El caso de la exfiscal sancionada: un mensaje político
Uno de los nombramientos más polémicos es el de Ana Julia Guido, exfiscal general sancionada por Estados Unidos en 2020 por fabricar casos contra presos políticos.
Morazán explicó que su ascenso a la CSJ envía un mensaje claro:
- El régimen premia la lealtad política, no la legalidad.
- Se institucionaliza la persecución judicial como política de Estado.
- La Corte queda en manos de figuras que han participado de manera directa en la represión.
Impacto en jueces, abogados y operadores judiciales
Durante la entrevista, Morazán reveló que:
- Varios abogados y operadores judiciales viven escondidos o bajo amenaza.
- Otros se encuentran detenidos, incluso allegados a figuras del oficialismo.
- La represión interna es tan profunda que “nadie está seguro, ni siquiera quienes fueron serviles al régimen”.
Puso como ejemplo el caso del abogado Harry Valle, quien defendió públicamente la “legalidad” del sistema judicial Ortega-Murillo, y hoy se encuentra desplazado o en silencio absoluto.
¿Qué persigue el murillismo con esta nueva Corte?
Morazán sostiene que esta reingeniería del Poder Judicial permite al régimen:
- Controlar cada decisión judicial, desde casos políticos hasta temas administrativos.
- Eliminar cualquier disidencia interna, por pequeña que sea.
- Sostener el aparato represivo, aun cuando ha perdido apoyo social.
- Reducir el Poder Judicial a un órgano subordinado, sin independencia ni autonomía.
“Pueden dominar a la población por la fuerza, pero no tienen su cooperación ni su confianza”, advirtió.
El trasfondo político: un sistema que se agota
Para Morazán, esta reconfiguración refleja un régimen consciente de su fragilidad:
- Depende exclusivamente de la represión.

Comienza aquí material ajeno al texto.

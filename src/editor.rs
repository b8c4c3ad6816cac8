/// Text being written plus a cursor, addressed in chars
#[derive(Debug, Clone, Default, PartialEq, Eq)]
pub struct TextBuffer {
    text: String,
    cursor: usize,
}

impl TextBuffer {
    /// Restored text places the cursor at the end
    pub fn new(text: String) -> Self {
        let cursor = text.chars().count();
        Self { text, cursor }
    }

    pub fn as_str(&self) -> &str {
        &self.text
    }

    pub fn is_empty(&self) -> bool {
        self.text.is_empty()
    }

    pub fn cursor(&self) -> usize {
        self.cursor
    }

    fn byte_index(&self, char_idx: usize) -> usize {
        self.text
            .char_indices()
            .nth(char_idx)
            .map(|(i, _)| i)
            .unwrap_or(self.text.len())
    }

    fn len_chars(&self) -> usize {
        self.text.chars().count()
    }

    pub fn insert_char(&mut self, c: char) {
        let at = self.byte_index(self.cursor);
        self.text.insert(at, c);
        self.cursor += 1;
    }

    pub fn insert_str(&mut self, s: &str) {
        let at = self.byte_index(self.cursor);
        self.text.insert_str(at, s);
        self.cursor += s.chars().count();
    }

    /// Remove the char before the cursor
    pub fn backspace(&mut self) -> bool {
        if self.cursor == 0 {
            return false;
        }
        let at = self.byte_index(self.cursor - 1);
        self.text.remove(at);
        self.cursor -= 1;
        true
    }

    /// Remove the char under the cursor
    pub fn delete(&mut self) -> bool {
        if self.cursor >= self.len_chars() {
            return false;
        }
        let at = self.byte_index(self.cursor);
        self.text.remove(at);
        true
    }

    pub fn move_left(&mut self) {
        self.cursor = self.cursor.saturating_sub(1);
    }

    pub fn move_right(&mut self) {
        self.cursor = (self.cursor + 1).min(self.len_chars());
    }

    pub fn move_home(&mut self) {
        let before: Vec<char> = self.text.chars().take(self.cursor).collect();
        let line_start = before
            .iter()
            .rposition(|c| *c == '\n')
            .map(|i| i + 1)
            .unwrap_or(0);
        self.cursor = line_start;
    }

    pub fn move_end(&mut self) {
        let rest = self.text.chars().skip(self.cursor).take_while(|c| *c != '\n');
        self.cursor += rest.count();
    }

    pub fn clear(&mut self) {
        self.text.clear();
        self.cursor = 0;
    }

    /// (line, column) of the cursor, column in chars
    pub fn cursor_line_col(&self) -> (usize, usize) {
        let mut line = 0;
        let mut col = 0;
        for c in self.text.chars().take(self.cursor) {
            if c == '\n' {
                line += 1;
                col = 0;
            } else {
                col += 1;
            }
        }
        (line, col)
    }
}

#[cfg(test)]
mod tests {
    use super::*;

    #[test]
    fn typing_and_backspace() {
        let mut b = TextBuffer::default();
        for c in "hey".chars() {
            b.insert_char(c);
        }
        assert_eq!(b.as_str(), "hey");
        assert!(b.backspace());
        assert_eq!(b.as_str(), "he");
        assert_eq!(b.cursor(), 2);
    }

    #[test]
    fn edits_in_the_middle_respect_multibyte_chars() {
        let mut b = TextBuffer::new("naïve".into());
        b.move_left();
        b.move_left();
        assert!(b.backspace());
        assert_eq!(b.as_str(), "nave");
        b.insert_char('ï');
        b.insert_str("ï");
        assert_eq!(b.as_str(), "naïïve");
        assert!(b.delete());
        assert_eq!(b.as_str(), "naïïe");
    }

    #[test]
    fn boundaries_are_no_ops() {
        let mut b = TextBuffer::new("ab".into());
        assert!(!b.delete());
        b.move_right();
        assert_eq!(b.cursor(), 2);
        b.move_home();
        assert!(!b.backspace());
        b.move_left();
        assert_eq!(b.cursor(), 0);
    }

    #[test]
    fn home_end_work_per_line() {
        let mut b = TextBuffer::new("first\nsecond".into());
        b.move_home();
        assert_eq!(b.cursor_line_col(), (1, 0));
        b.move_end();
        assert_eq!(b.cursor_line_col(), (1, 6));
        b.move_home();
        b.move_left();
        assert_eq!(b.cursor_line_col(), (0, 5));
        b.move_home();
        assert_eq!(b.cursor(), 0);
    }

    #[test]
    fn clear_resets_cursor() {
        let mut b = TextBuffer::new("something".into());
        b.clear();
        assert!(b.is_empty());
        assert_eq!(b.cursor(), 0);
    }
}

- No puede permitirse fisuras internas.
- Está dispuesto a sacrificar incluso a sus cuadros históricos.
Esta nueva Corte murillista, según el analista, es la culminación de un proceso que convierte al Poder Judicial en una herramienta total de control, sin capacidad de impartir justicia real.
La entrevista deja claro que el nombramiento de los nuevos magistrados no es un simple cambio administrativo. Se trata de una consolidación estratégica del poder de Rosario Murillo sobre todo el aparato judicial, profundizando la subordinación del Estado a la pareja dictatorial.